RockWorks offers numerous options for analyzing your subsurface data, and accepts many different data types, such as stratigraphy, lithology, downhole data, fracture data and hydrology and aquifer data.
In addition to its already impressive collection of existing capabilities, the latest RockWorks version has numerous new features, including an MDB borehole database, an interactive log designer, graphic editing tools, and much more.
RockWorks is extensively used in the following industries:

* Geotechnical
* Environmental


* Mining
* Petroleum


**[link Point to another website Only the registered members can access]
*link*




<![CDATA[[Only Registered And Activated Users Can See Links]
 :Smile: See More: RockWare RockWorks 2009.2.5_Full with *****

----------


## Mohammed 2009

Thanks so much our friend

----------


## fuahmad

Thank you my friend,




> RockWare RockWorks 2009.2.5 
> 
> 
> 
> RockWare RockWorks 2009.2.5 | 47,2 MB
> 
> RockWorks is the latest version of RockWare's flagship software program. RockWorks has long been the standard in the petroleum, environmental, geotechnical and mining industries for subsurface data visualization because of popular tools such as maps, logs, cross sections, fence diagrams, solid models and volumetrics.
> 
> RockWorks offers numerous options for analyzing your subsurface data, and accepts many different data types, such as stratigraphy, lithology, downhole data, fracture data and hydrology and aquifer data.
> ...



I get the error LKLM error, and licence reset dialolog comes up. And the application do not start. Any idea how to fix it. :Mad: 
Thank,
FA

----------


## lulliri

the ****** work fully, select into ****** Multiuser, then select in the program activation single computer.... Press generate......
voil...

enjoy

----------


## cpetroleite

Thanks very much, Rockworks is a very good software!

----------


## hhffee

I downloaded it and it works fine then I got an error start message. So I removed it completely and re-download again but I got a message that I need to contact the rockworks to provide other serial number. Any idea what I can do?

----------


## archaeopterix

I have the same License corrupted problem

----------


## geovishwa

> RockWare RockWorks 2009.2.5 
> 
> 
> 
> RockWare RockWorks 2009.2.5 | 47,2 MB
> 
> RockWorks is the latest version of RockWare's flagship software program.
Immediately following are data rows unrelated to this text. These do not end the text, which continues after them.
use async_trait::async_trait;
use serde::Deserialize;
use tracing::debug;

use crate::provider::{check_status, ChatRequest, ChatResponse, LlmProvider, ProviderError};

pub const OPENAI_BASE_URL: &str = "https://api.openai.com/v1";

/// Chat Completions client. Serves both OpenAI itself and any server that
/// speaks the same protocol (Ollama, vLLM, LM Studio, OpenRouter, ...).
pub struct OpenAiProvider {
    client: reqwest::Client,
    api_key: String,
    /// Base URL including the version segment, without trailing slash.
    base_url: String,
    label: &'static str,
}

impl OpenAiProvider {
    pub fn new(api_key: String, base_url: Option<String>) -> Self {
        Self::with_label(api_key, base_url, "openai")
    }

    /// An OpenAI-compatible endpoint at `base_url` (e.g. `http://localhost:11434/v1`).
    pub fn compatible(api_key: String, base_url: String) -> Self {
        Self::with_label(api_key, Some(base_url), "openai_compatible")
    }

    fn with_label(api_key: String, base_url: Option<String>, label: &'static str) -> Self {
        let base_url = base_url
            .map(|u| u.trim_end_matches('/').to_string())
            .unwrap_or_else(|| OPENAI_BASE_URL.to_string());
        Self {
            client: reqwest::Client::new(),
            api_key,
            base_url,
            label,
        }
    }
}

#[async_trait]
impl LlmProvider for OpenAiProvider {
    fn name(&self) -> &str {
        self.label
    }

    async fn send(&self, req: &ChatRequest) -> Result<ChatResponse, ProviderError> {
        let body = build_request_body(req);
        let url = format!("{}/chat/completions", self.base_url);

        debug!(provider = self.label, model = %req.model, "sending chat completion request");

        let resp = self
            .client
            .post(&url)
            .bearer_auth(&self.api_key)
            .header("content-type", "application/json")
            .json(&body)
            .send()
            .await?;
        let resp = check_status(resp, self.label).await?;

        let api_resp: ApiResponse = resp
            .json()
            .await
            .map_err(|e| ProviderError::Parse(e.to_string()))?;

        Ok(parse_response(api_resp))
    }
}

fn build_request_body(req: &ChatRequest) -> serde_json::Value {
    // System prompt goes first as a system message; roles serialize as-is.
    let mut messages = vec![serde_json::json!({
        "role": "system",
        "content": req.system,
    })];

    for m in &req.messages {
        messages.push(serde_json::json!({
            "role": m.role,
            "content": m.content,
        }));
    }

    serde_json::json!({
        "model": req.model,
        "messages": messages,
        "max_tokens": req.max_tokens,
        "temperature": req.temperature,
    })
}

fn parse_response(resp: ApiResponse) -> ChatResponse {
    let choice = resp.choices.into_iter().next();
    let content = choice
        .as_ref()
        .and_then(|c| c.message.content.as_deref())
        .unwrap_or("")
        .to_string();
    let stop_reason = choice.and_then(|c| c.finish_reason).unwrap_or_default();

    ChatResponse {
        content,
        model: resp.model,
        tokens_in: resp.usage.as_ref().map(|u| u.prompt_tokens).unwrap_or(0),
        tokens_out: resp
            .usage
            .as_ref()
            .map(|u| u.completion_tokens)
            .unwrap_or(0),
        stop_reason,
    }
}

#[derive(Deserialize)]
struct ApiResponse {
    #[serde(default)]
    model: String,
    #[serde(default)]
    choices: Vec<Choice>,
    usage: Option<Usage>,
}

#[derive(Deserialize)]
struct Choice {
    message: ChoiceMessage,
    finish_reason: Option<String>,
}

#[derive(Deserialize)]
struct ChoiceMessage {
    content: Option<String>,
}

#[derive(Deserialize)]
struct Usage {
    #[serde(default)]
    prompt_tokens: u32,
    #[serde(default)]
    completion_tokens: u32,
}

#[cfg(test)]
mod tests {
    use super::*;
    use crate::provider::Message;

    #[test]
    fn system_message_precedes_history() {
        let req = ChatRequest {
            model: "gpt-4o-mini".into(),
            system: "be brief".into(),
            messages: vec![
                Message::user("hi"),
                Message::assistant("hello"),
                Message::user("kai: what time is it"),
            ],
            max_tokens: 256,
            temperature: 0.5,
        };
        let body = build_request_body(&req);
        let messages = body["messages"].as_array().unwrap();

        assert_eq!(messages.len(), 4);
        assert_eq!(messages[0]["role"], "system");
        assert_eq!(messages[0]["content"], "be brief");
        assert_eq!(messages[2]["role"], "assistant");
        assert_eq!(messages[3]["content"], "kai: what time is it");
        assert_eq!(body["max_tokens"], 256);
    }

    #[test]
    fn response_text_comes_from_first_choice() {
        let raw = r#"{
            "model": "gpt-4o-mini",
            "choices": [{"message": {"content": "pong"}, "finish_reason": "stop"}],
            "usage": {"prompt_tokens": 3, "completion_tokens": 1}
        }"#;
        let parsed = parse_response(serde_json::from_str(raw).unwrap());
        assert_eq!(parsed.content, "pong");
        assert_eq!(parsed.stop_reason, "stop");
        assert_eq!(parsed.tokens_in, 3);
    }

    #[test]
    fn empty_choices_yield_empty_text() {
        let parsed = parse_response(serde_json::from_str(r#"{"choices": []}"#).unwrap());
        assert!(parsed.content.is_empty());
    }

    #[test]
    fn compatible_base_url_loses_trailing_slash() {
        let p = OpenAiProvider::compatible("k".into(), "http://localhost:11434/v1/".into());
        assert_eq!(p.base_url, "http://localhost:11434/v1");
        assert_eq!(p.name(), "openai_compatible");
    }
}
RockWorks has long been the standard in the petroleum, environmental, geotechnical and mining industries for subsurface data visualization because of popular tools such as maps, logs, cross sections, fence diagrams, solid models and volumetrics.
> 
> RockWorks offers numerous options for analyzing your subsurface data, and accepts many different data types, such as stratigraphy, lithology, downhole data, fracture data and hydrology and aquifer data.
> ...



i hav registered in this site..............but i couldnt able to see the links that u guys r provided to download.............could any one plzz help me..............
Eagerly waiting for ur replies...........

----------


## oktapod

**[link Point to another website Only the registered members can access]
*link*




<![CDATA[[Only Registered And Activated Users Can See Links]

----------


## minedor

Thanks so much

----------


## violas_2004

terima kasih = thanks alot

----------


## sofos

A very good and useful software. Thank you so much.

----------


## pvera29

please urgent !!  I have the same License corrupted problem, is not possible to finished the install and appear the error


please helpmeSee More: RockWare RockWorks 2009.2.5_Full with *****

----------


## Davys

It seems interesting I will prove, thanks :Confused:

----------


## lulliri

the ****** for rockwork work fully....
If you use the ******, stop internet and turn off your antivirus.....

----------


## pvera29

any way dont work, i clean the register full and the error still the same

----------


## tayfun1974

Thanks...........

----------


## abdelurgamm

thank you very much

----------


## idoey

Help....

There anyone can help me for ******** ROCKWARE GIS LINK 2 ?? I used arcgis for import the borehole data...

thanks before....

----------


## rancio

pls mega                  upload mirrrrrror

----------


## devan

A very useful software. Thank you

----------


## fuahmad

Hello Everybody,
Anybody found a solution for LKM corrupt error. Before applying the ****, the LKM error come and the application do not install. **** can only be applied when the apps is installed FIRST. Before completing the installation the LKM error crops up.
Did anybody got a solution?

----------


## mohammed sileem

Thanks so much
mohammed sileem

----------


## hunggeo

thank you very much

----------


## hellobasar05

While unlocking RockWorks it is asking for Registration Number. an anyone please tell me how can I get registration number? 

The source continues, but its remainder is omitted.